Research Software Archaeology

Recently, I needed to write a detailed related work section for our work on frame-based editing. One of the challenges of publishing this work is that it is similar to work on the structured editors of the 1980s, which have largely failed to catch on. And additionally, it seems every reviewer knows a different editor, so each one seems to come back with “how is this different to structured editor X that I used in the 1980s?” [1]

So I end up searching for details about the design of 1980s structured editors. If there’s no paper and no software, there’s not really any way to find out about the design. If there is a paper, I hope that it has a reasonably detailed description of the editor (for example, the write-up of the Cornell Program Synthesizer). Regardless, I also try to search for a runnable version of the software. Ha!

There are few editors from that period which are available to run on a modern machine. Some were simply never released, partly because pre-Internet, sharing software was awkward. Some are unavailable due to their age: many of the structured editors were designed for processors or operating systems which are no longer available. So some editors seem to be totally lost — I can’t find any leads on downloading a copy of the Cornell Program Synthesizer, for example. Some other editors have a tantalising binary distribution which often cannot be run: for example, Boxer’s Mac binary.

The ACSE/GENIE editor, alive and running.

The ACSE/GENIE editor, alive and running.

I did have one or two successes, such as getting a version of the GENIE editor running in an emulator. And it was a revelation that greatly pushed forward my understanding of old structured editors. By modern standards, they were awful. The papers’ descriptions didn’t make clear how tedious and fiddly the navigation was, how unhelpful the editor was, how awkward it was to deal with errors. Running the software was an absolutely crucial step to comparing our work to theirs. It allowed me to understand the design and critique the editor’s operation for myself, rather than relying on the authors’ incomplete descriptions of their own software.

For all the other editors which I couldn’t run, there are these reviewers asking the perfectly valid question in research: “How does your work relate to previous work X?” And the honest answer is: I don’t know. Perhaps nobody can know any more — the paper wasn’t very detailed and the software is lost in time. This is no way to do research.

The Solution

The solution to all of this is readily apparent: if your software is part of the research output, you must publish the software. And a binary is insufficient; binaries too easily bit rot, refusing to run on modern systems with no way to fix them. Source code is what is needed.

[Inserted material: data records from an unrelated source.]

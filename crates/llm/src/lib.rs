//! Completion provider integration for the Knowledge Base Assistant.
//!
//! A provider-agnostic abstraction over chat-completion LLMs. The rest of
//! the workspace only sees [`LlmClient`]; the factory decides which
//! implementation backs it.
//!
//! # Example
//! ```no_run
//! use kba_core::LlmSettings;
//! use kba_llm::{create_client, LlmRequest};
//!
//! # async fn example() -> Result<(), Box<dyn std::error::Error>> {
//! let settings = LlmSettings { api_key: Some("sk-...".into()), ..Default::default() };
//! let client = create_client(&settings)?;
//! let request = LlmRequest::new(&settings.model).with_user("Hello, world!");
//! let response = client.complete(&request).await?;
//! println!("{}", response.content);
//! # Ok(())
//! # }
//! ```

pub mod client;
pub mod factory;
pub mod providers;
pub mod types;

// Re-export main types
pub use client::{LlmClient, LlmRequest, LlmResponse, LlmUsage};
pub use factory::create_client;
pub use providers::OpenAiClient;
pub use types::{ChatMessage, ProviderType, Role};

This week Andy Ko made available his Citrus/Barista structured editor from the 2000s. I downloaded and ran it: the binary did run, but it spat out repeated exceptions and I wasn’t sure if that was impairing the functioning of the software. Thankfully, Ko didn’t just publish a binary: he published the source code. For this, I salute him. I went to modify the source code and it turned out not to compile with a modern Java compiler. After some tweaks I got it compiling, and then fixed the exception. Because the code was on github, one accepted pull request later and the software in his repository will now compile and run on a modern machine. This — this is how software research should be.

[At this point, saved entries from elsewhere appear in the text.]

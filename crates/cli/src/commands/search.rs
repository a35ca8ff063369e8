//! Search command handler.

use clap::Args;
use kba_core::{config::AppConfig, AppResult};
use kba_knowledge::{ArticleStore, SearchQuery, SearchResult, DEFAULT_SEARCH_LIMIT};

/// Full-text search over articles
#[derive(Args, Debug)]
pub struct SearchCommand {
    /// Search text
    pub query: String,

    /// Only return articles in this category
    #[arg(long)]
    pub category: Option<String>,

    /// Maximum number of results (1-50)
    #[arg(short = 'n', long, default_value_t = DEFAULT_SEARCH_LIMIT)]
    pub limit: u32,

    /// Output as JSON
    #[arg(long)]
    pub json: bool,
}

impl SearchCommand {
    pub fn execute(&self, config: &AppConfig) -> AppResult<()> {
        let mut query = SearchQuery::new(&self.query).with_limit(self.limit);
        if let Some(category) = &self.category {
            query = query.with_category(category);
        }

        let store = ArticleStore::open(&config.database)?;
        let results = store.search(&query)?;

        if self.json {
            let output = serde_json::json!({ "results": results });
            println!("{}", serde_json::to_string_pretty(&output)?);
        } else if results.is_empty() {
            println!("No articles match {:?}", self.query);
        } else {
            for result in &results {
                println!("{}", format_result(result));
            }
        }

        Ok(())
    }
}

fn format_result(result: &SearchResult) -> String {
    let mut text = format!(
        "[{}] {} ({}, {}, {})",
        result.id, result.title, result.category_name, result.author_name, result.publish_date
    );
    if !result.tags.is_empty() {
        text.push_str(&format!("\n    tags: {}", result.tags));
    }
    let excerpt = result.excerpt.split_whitespace().collect::<Vec<_>>().join(" ");
    text.push_str(&format!("\n    {}", excerpt));
    text
}

#[cfg(test)]
mod tests {
    use super::*;
    use chrono::NaiveDate;

    fn result(tags: &str) -> SearchResult {
        SearchResult {
            id: 3,
            title: "Query Plans".to_string(),
            excerpt: "Query Plans\n\nReading   plans.".to_string(),
            publish_date: NaiveDate::from_ymd_opt(2024, 5, 20).unwrap(),
            author_id: 1,
            author_name: "Ada Data".to_string(),
            author_bio: String::new(),
            category_id: 2,
            category_name: "Databases".to_string(),
            tags: tags.to_string(),
            rank: 1.5,
        }
    }

    #[test]
    fn test_format_result_with_tags() {
        let text = format_result(&result("indexes, postgres"));
        assert_eq!(
            text,
            "[3] Query Plans (Databases, Ada Data, 2024-05-20)\n    tags: indexes, postgres\n    Query Plans Reading plans."
        );
    }

    #[test]
    fn test_format_result_without_tags() {
        let text = format_result(&result(""));
        assert!(!text.contains("tags:"));
    }
}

Published source code for software is crucial to allow later researchers to use, evaluate and compare the software. I fully understand that everyone feels antsy about publishing source code. If I’m honest, the Citrus source code is a bit confusing, somewhat lacking in documentation and the software seems a little rickety. But that’s how research software usually is; my research code for our Blackbox work is the same. I’m not particularly proud of that code, but my recognition that sharing the source is important marginally outstripped my embarassment at its quality. Research code will almost always be shaky and iffy [2]. It’s usually written by a single person (often not a professional software developer) for a single purpose, so it’s likely to be hacky and not well documented. Let’s all accept that research code is bad, and agree to share anyway.

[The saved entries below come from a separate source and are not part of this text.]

//! Serve command handler.

use clap::Args;
use kba_core::{config::AppConfig, AppResult};

/// Run the HTTP API
#[derive(Args, Debug)]
pub struct ServeCommand {
    /// Socket address to bind (default: 127.0.0.1:8000)
    #[arg(short, long, env = "KBA_BIND")]
    pub bind: Option<String>,
}

impl ServeCommand {
    pub async fn execute(&self, config: &AppConfig) -> AppResult<()> {
        tracing::info!("Starting API on {}", config.server.bind);
        kba_api::serve(config.clone()).await
    }
}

[1] It’s interesting to note that when the researchers ask how our work compares, they are implicitly asking about the design, not the science. Given that almost all venues will only accept science or design+science, it’s curious that most of the comparison to related work is about comparing the design. This is at least partly because the science quickly outdates in software interfaces. Even if the older editor papers had performed rigorous evaluations (which they almost exclusively did not), the results don’t necessarily persist. If someone told you that editor X had been evaluated as easy to use and as good as text editors, tested on a 25-line text terminal on a 1980s thin-client Unix machine, would you say that was useful in evaluating editor X against a modern editor? Would it even be worth comparing the usability of our editor directly against a 1980s editor? I doubt it; the usefulness of the previous work is more in comparing our design to theirs, not so much our scientific evaluation against theirs.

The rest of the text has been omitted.